> _THE PROBLEM_
The response must contain every line from the records below that has "tlen".

+++ MATERIALS PROVIDED

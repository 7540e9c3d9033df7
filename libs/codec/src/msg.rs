//! # Netlink Message Buffer
//!
//! ## Purpose
//!
//! [`NlMsg`] owns one contiguous, zero-initialised byte region whose size is
//! fixed at allocation time. The netlink header lives at offset 0 and is
//! accessed in place; the header's `nlmsg_len` marks how much of the region
//! is in use. Growth is bounded by the capacity and never reallocates.
//!
//! ## Lifecycle
//!
//! ```text
//! alloc / alloc_size / alloc_with ─┐
//! inherit / alloc_simple ──────────┼─→ NlMsg ─→ reserve / append / put_attr ─→ as_bytes()
//! convert(raw bytes) ──────────────┘     │
//!                                        └─→ share() → Rc<RefCell<NlMsg>>
//! ```
//!
//! Ownership replaces manual reference counting: a message is freed when its
//! last owner drops it. [`NlMsg::share`] produces a counted handle whose
//! strong count starts at 1.
//!
//! ## Metadata
//!
//! Besides the wire bytes a message carries its socket protocol (unset is
//! `-1`), optional source and destination addresses, and sender credentials
//! that are only visible once the receive path has captured them.

use std::cell::RefCell;
use std::rc::Rc;

use netlink_types::{
    NlMsgHdr, SockaddrNl, Ucred, NLMSG_HDRLEN, NL_MSG_CRED_PRESENT, NL_PROTOCOL_UNSET,
};
use tracing::debug;
use zerocopy::FromBytes;

use crate::attr::{find_attr, Attr, AttrIter};
use crate::config::{self, MsgConfig};
use crate::error::{ProtocolError, ProtocolResult};
use crate::layout::{align, attr_data_offset, total_size, valid_hdr};

/// Counted handle to a message shared between owners
pub type SharedMsg = Rc<RefCell<NlMsg>>;

/// Netlink message with fixed capacity
#[derive(Debug, Clone)]
pub struct NlMsg {
    pub(crate) buf: Vec<u8>,
    protocol: i32,
    flags: u32,
    src: Option<SockaddrNl>,
    dst: Option<SockaddrNl>,
    creds: Option<Ucred>,
}

impl NlMsg {
    /// Allocate a message using the process-wide default capacity
    pub fn alloc() -> Self {
        Self::alloc_size(config::default_size())
    }

    /// Allocate a message using an explicit configuration
    pub fn alloc_with(config: &MsgConfig) -> Self {
        Self::alloc_size(config.default_size)
    }

    /// Allocate an empty message able to hold `len` bytes in total
    ///
    /// `len` is raised to the header size if smaller. The header is zeroed
    /// except for `nlmsg_len`, which covers the header alone.
    pub fn alloc_size(len: usize) -> Self {
        let len = len.max(NLMSG_HDRLEN);
        let mut msg = Self {
            buf: vec![0u8; len],
            protocol: NL_PROTOCOL_UNSET,
            flags: 0,
            src: None,
            dst: None,
            creds: None,
        };
        msg.hdr_mut().set_len(total_size(0) as u32);
        debug!("Allocated new message, maxlen={}", len);
        msg
    }

    /// Allocate a message and copy type, flags, sequence and port from a template
    ///
    /// The template's length and payload are not copied.
    pub fn inherit(template: Option<&NlMsgHdr>) -> Self {
        let mut msg = Self::alloc();
        if let Some(template) = template {
            let hdr = msg.hdr_mut();
            hdr.set_msg_type(template.msg_type());
            hdr.set_flags(template.flags());
            hdr.set_seq(template.seq());
            hdr.set_pid(template.pid());
        }
        msg
    }

    /// Allocate a message carrying only a type and flags
    pub fn alloc_simple(msg_type: u16, flags: u16) -> Self {
        let msg = Self::inherit(Some(&NlMsgHdr::with_type(msg_type, flags)));
        debug!("Allocated new simple message, type={}, flags={:#x}", msg_type, flags);
        msg
    }

    /// Adopt raw message bytes, typically as received from a socket
    ///
    /// The vector becomes the message storage: bytes past `nlmsg_len` are
    /// dropped and the region is padded to the alignment boundary.
    pub fn convert(mut raw: Vec<u8>) -> ProtocolResult<Self> {
        let hdr = NlMsgHdr::read_from_prefix(raw.as_slice()).ok_or_else(|| {
            ProtocolError::message_too_small(NLMSG_HDRLEN, raw.len(), "netlink header")
        })?;

        let declared = hdr.len() as usize;
        if declared < NLMSG_HDRLEN {
            return Err(ProtocolError::InvalidHeader {
                declared,
                minimum: NLMSG_HDRLEN,
            });
        }
        if declared > raw.len() {
            return Err(ProtocolError::message_too_small(
                declared,
                raw.len(),
                "declared message length",
            ));
        }

        raw.truncate(declared);
        raw.resize(align(declared), 0);
        debug!("Converted raw message, len={}, maxlen={}", declared, raw.len());

        Ok(Self {
            buf: raw,
            protocol: NL_PROTOCOL_UNSET,
            flags: 0,
            src: None,
            dst: None,
            creds: None,
        })
    }

    /// Turn the message into a reference-counted handle
    pub fn share(self) -> SharedMsg {
        Rc::new(RefCell::new(self))
    }

    /// Header view, aliasing the first 16 bytes of the buffer
    pub fn hdr(&self) -> &NlMsgHdr {
        NlMsgHdr::ref_from_prefix(&self.buf).expect("message buffer is never shorter than its header")
    }

    pub fn hdr_mut(&mut self) -> &mut NlMsgHdr {
        NlMsgHdr::mut_from_prefix(&mut self.buf)
            .expect("message buffer is never shorter than its header")
    }

    /// Overwrite the four scalar header fields in one step
    pub fn put_header(&mut self, pid: u32, seq: u32, msg_type: u16, flags: u16) -> &mut NlMsgHdr {
        let hdr = self.hdr_mut();
        hdr.set_msg_type(msg_type);
        hdr.set_flags(flags);
        hdr.set_pid(pid);
        hdr.set_seq(seq);
        debug!(
            "Added netlink header type={}, flags={}, pid={}, seq={}",
            msg_type, flags, pid, seq
        );
        hdr
    }

    /// Bytes in use, as declared by the header
    pub fn len(&self) -> usize {
        self.hdr().len() as usize
    }

    /// True when the message carries no payload
    pub fn is_empty(&self) -> bool {
        self.len() <= NLMSG_HDRLEN
    }

    /// Fixed capacity of the message
    pub fn max_size(&self) -> usize {
        self.buf.len()
    }

    /// Offset of the first byte after the aligned message
    pub fn tail(&self) -> usize {
        align(self.len())
    }

    /// Declared message bytes clamped to the buffer
    fn end(&self) -> usize {
        self.len().min(self.buf.len())
    }

    /// Header plus payload, exactly `nlmsg_len` bytes when the header is sane
    pub fn as_bytes(&self) -> &[u8] {
        &self.buf[..self.end()]
    }

    /// Payload following the header
    pub fn data(&self) -> &[u8] {
        let end = self.end().max(NLMSG_HDRLEN);
        &self.buf[NLMSG_HDRLEN..end]
    }

    pub fn data_mut(&mut self) -> &mut [u8] {
        let end = self.end().max(NLMSG_HDRLEN);
        &mut self.buf[NLMSG_HDRLEN..end]
    }

    /// Grow the message by `len` bytes rounded up to `pad`
    ///
    /// `pad` must be zero (no rounding) or a power of two. The pad bytes are
    /// zeroed. Returns the `len` reserved bytes.
    pub fn reserve(&mut self, len: usize, pad: usize) -> ProtocolResult<&mut [u8]> {
        let tlen = if pad > 0 {
            (len + (pad - 1)) & !(pad - 1)
        } else {
            len
        };

        let used = self.len();
        if used < NLMSG_HDRLEN {
            return Err(ProtocolError::InvalidHeader {
                declared: used,
                minimum: NLMSG_HDRLEN,
            });
        }
        let capacity = self.buf.len();
        let new_len = used
            .checked_add(tlen)
            .filter(|&n| n <= capacity)
            .ok_or_else(|| ProtocolError::capacity_exceeded(tlen, used, capacity))?;
        let new_len_u32 = u32::try_from(new_len)
            .map_err(|_| ProtocolError::capacity_exceeded(tlen, used, capacity))?;

        self.hdr_mut().set_len(new_len_u32);
        self.buf[used + len..new_len].fill(0);
        debug!("Reserved {} ({}) bytes, pad={}, nlmsg_len={}", tlen, len, pad, new_len);

        Ok(&mut self.buf[used..used + len])
    }

    /// Append bytes to the payload
    pub fn append(&mut self, data: &[u8]) -> ProtocolResult<()> {
        self.append_padded(data, 0)
    }

    /// Append bytes to the payload, padding the message to `pad`
    pub fn append_padded(&mut self, data: &[u8], pad: usize) -> ProtocolResult<()> {
        self.reserve(data.len(), pad)?.copy_from_slice(data);
        debug!("Appended {} bytes", data.len());
        Ok(())
    }

    /// Iterate the attributes following a family header of `hdrlen` bytes
    pub fn attrs(&self, hdrlen: usize) -> AttrIter<'_> {
        AttrIter::new(self.attr_region(hdrlen))
    }

    /// First attribute of `attr_type` after a family header of `hdrlen` bytes
    pub fn find_attr(&self, hdrlen: usize, attr_type: u16) -> ProtocolResult<Option<Attr<'_>>> {
        find_attr(self.attr_region(hdrlen), attr_type)
    }

    /// True if the message is long enough for a family header of `hdrlen` bytes
    pub fn valid_hdr(&self, hdrlen: usize) -> bool {
        valid_hdr(self.hdr(), hdrlen)
    }

    fn attr_region(&self, hdrlen: usize) -> &[u8] {
        let end = self.end();
        let start = attr_data_offset(hdrlen).min(end);
        &self.buf[start..end]
    }

    pub fn protocol(&self) -> i32 {
        self.protocol
    }

    pub fn set_protocol(&mut self, protocol: i32) {
        self.protocol = protocol;
    }

    pub fn src(&self) -> Option<&SockaddrNl> {
        self.src.as_ref()
    }

    pub fn set_src(&mut self, addr: SockaddrNl) {
        self.src = Some(addr);
    }

    pub fn dst(&self) -> Option<&SockaddrNl> {
        self.dst.as_ref()
    }

    pub fn set_dst(&mut self, addr: SockaddrNl) {
        self.dst = Some(addr);
    }

    /// Sender credentials, only once the receive path captured them
    pub fn creds(&self) -> Option<&Ucred> {
        if self.flags & NL_MSG_CRED_PRESENT != 0 {
            self.creds.as_ref()
        } else {
            None
        }
    }

    /// Record sender credentials and mark them present
    pub fn set_creds(&mut self, creds: Ucred) {
        self.creds = Some(creds);
        self.flags |= NL_MSG_CRED_PRESENT;
    }
}

#[cfg(test)]
mod tests {
    use super::*;
    use netlink_types::{NLM_F_ACK, NLM_F_REQUEST, NETLINK_ROUTE};

    #[test]
    fn test_alloc_size_clamps_to_header() {
        let msg = NlMsg::alloc_size(4);
        assert_eq!(msg.max_size(), 16);
        assert_eq!(msg.len(), 16);
        assert!(msg.is_empty());
    }

    #[test]
    fn test_fresh_header_is_zeroed() {
        let msg = NlMsg::alloc_size(128);
        let hdr = msg.hdr();
        assert_eq!(hdr.len() as usize, total_size(0));
        assert_eq!(hdr.msg_type(), 0);
        assert_eq!(hdr.flags(), 0);
        assert_eq!(hdr.seq(), 0);
        assert_eq!(hdr.pid(), 0);
        assert_eq!(msg.protocol(), NL_PROTOCOL_UNSET);
        assert!(msg.data().is_empty());
    }

    #[test]
    fn test_reserve_pads_and_zeroes() {
        let mut msg = NlMsg::alloc_size(64);
        msg.reserve(5, 4).unwrap().copy_from_slice(&[1, 2, 3, 4, 5]);
        assert_eq!(msg.len(), 24);
        assert_eq!(msg.data(), &[1, 2, 3, 4, 5, 0, 0, 0]);
    }

    #[test]
    fn test_append_without_padding() {
        let mut msg = NlMsg::alloc_size(64);
        msg.append(&[0xab; 10]).unwrap();
        assert_eq!(msg.len(), 26);
        assert_eq!(msg.tail(), 28);
        assert_eq!(msg.as_bytes().len(), 26);
    }

    #[test]
    fn test_append_failure_leaves_message_untouched() {
        let mut msg = NlMsg::alloc_size(32);
        msg.append(&[1; 8]).unwrap();
        let err = msg.append(&[2; 9]).unwrap_err();
        assert!(matches!(err, ProtocolError::CapacityExceeded { requested: 9, used: 24, capacity: 32 }));
        assert_eq!(msg.len(), 24);
        msg.append(&[3; 8]).unwrap();
        assert_eq!(msg.len(), 32);
    }

    #[test]
    fn test_reserve_refuses_header_shorter_than_itself() {
        let mut msg = NlMsg::alloc_size(64);
        msg.hdr_mut().set_len(0);

        assert!(matches!(
            msg.append(&[1, 1, 1, 1]),
            Err(ProtocolError::InvalidHeader { declared: 0, minimum: 16 })
        ));
        assert!(matches!(
            msg.put_u32(1, 1),
            Err(ProtocolError::InvalidHeader { .. })
        ));
        assert!(msg.nest_start(2).is_err());
        assert_eq!(msg.hdr().len(), 0);
        assert!(msg.buf[..16].iter().all(|&b| b == 0));
    }

    #[test]
    fn test_put_header() {
        let mut msg = NlMsg::alloc_size(64);
        msg.append(&[0; 4]).unwrap();
        msg.put_header(77, 3, 0x12, NLM_F_REQUEST | NLM_F_ACK);

        let hdr = msg.hdr();
        assert_eq!(hdr.pid(), 77);
        assert_eq!(hdr.seq(), 3);
        assert_eq!(hdr.msg_type(), 0x12);
        assert_eq!(hdr.flags(), NLM_F_REQUEST | NLM_F_ACK);
        // Length is not a header "field" for put_header
        assert_eq!(hdr.len(), 20);
    }

    #[test]
    fn test_header_view_aliases_buffer() {
        let mut msg = NlMsg::alloc_size(64);
        msg.hdr_mut().set_seq(0x0102_0304);
        assert_eq!(&msg.as_bytes()[8..12], &0x0102_0304u32.to_ne_bytes());
    }

    #[test]
    fn test_convert_adopts_bytes() {
        let mut raw = NlMsgHdr::new(22, 0x10, 0, 9, 0).as_bytes_vec();
        raw.extend_from_slice(&[1, 2, 3, 4, 5, 6]);
        raw.extend_from_slice(&[0xee; 10]); // trailing garbage past nlmsg_len

        let msg = NlMsg::convert(raw).unwrap();
        assert_eq!(msg.len(), 22);
        assert_eq!(msg.max_size(), 24);
        assert_eq!(msg.data(), &[1, 2, 3, 4, 5, 6]);
        assert_eq!(msg.hdr().seq(), 9);
    }

    #[test]
    fn test_convert_rejects_bad_lengths() {
        assert!(matches!(
            NlMsg::convert(vec![0; 8]),
            Err(ProtocolError::MessageTooSmall { need: 16, got: 8, .. })
        ));
        assert!(matches!(
            NlMsg::convert(NlMsgHdr::new(8, 0, 0, 0, 0).as_bytes_vec()),
            Err(ProtocolError::InvalidHeader { declared: 8, minimum: 16 })
        ));
        assert!(matches!(
            NlMsg::convert(NlMsgHdr::new(40, 0, 0, 0, 0).as_bytes_vec()),
            Err(ProtocolError::MessageTooSmall { need: 40, got: 16, .. })
        ));
    }

    #[test]
    fn test_metadata_accessors() {
        let mut msg = NlMsg::alloc_size(64);
        msg.set_protocol(NETLINK_ROUTE);
        msg.set_src(SockaddrNl::new(100, 0));
        msg.set_dst(SockaddrNl::kernel());

        assert_eq!(msg.protocol(), NETLINK_ROUTE);
        assert_eq!(msg.src().unwrap().pid, 100);
        assert_eq!(msg.dst(), Some(&SockaddrNl::kernel()));
    }

    #[test]
    fn test_credentials_hidden_until_captured() {
        let mut msg = NlMsg::alloc_size(64);
        assert!(msg.creds().is_none());

        let creds = Ucred { pid: 42, uid: 1000, gid: 1000 };
        msg.set_creds(creds);
        assert_eq!(msg.creds(), Some(&creds));
    }

    #[test]
    fn test_share_counts_owners() {
        let shared = NlMsg::alloc_size(64).share();
        assert_eq!(Rc::strong_count(&shared), 1);

        let other = Rc::clone(&shared);
        other.borrow_mut().append(&[1, 2, 3, 4]).unwrap();
        assert_eq!(Rc::strong_count(&shared), 2);
        assert_eq!(shared.borrow().len(), 20);

        drop(other);
        assert_eq!(Rc::strong_count(&shared), 1);
    }

    trait AsBytesVec {
        fn as_bytes_vec(&self) -> Vec<u8>;
    }

    impl AsBytesVec for NlMsgHdr {
        fn as_bytes_vec(&self) -> Vec<u8> {
            zerocopy::AsBytes::as_bytes(self).to_vec()
        }
    }
}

++++++

> _RESULT_
        let tlen = if pad > 0 {
            .checked_add(tlen)
            .ok_or_else(|| ProtocolError::capacity_exceeded(tlen, used, capacity))?;
            .map_err(|_| ProtocolError::capacity_exceeded(tlen, used, capacity))?;
        debug!("Reserved {} ({}) bytes, pad={}, nlmsg_len={}", tlen, len, pad, new_len);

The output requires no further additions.